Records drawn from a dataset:
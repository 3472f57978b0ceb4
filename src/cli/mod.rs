pub mod aggregate;
pub mod render;
pub mod validate;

=== Problem to solve ===
Retype all the data. Nothing may be left out or altered.

=== Response area ===
repository 3472f57978b0ceb4
filename src/cli/mod.rs
pub mod aggregate;
pub mod render;
pub mod validate;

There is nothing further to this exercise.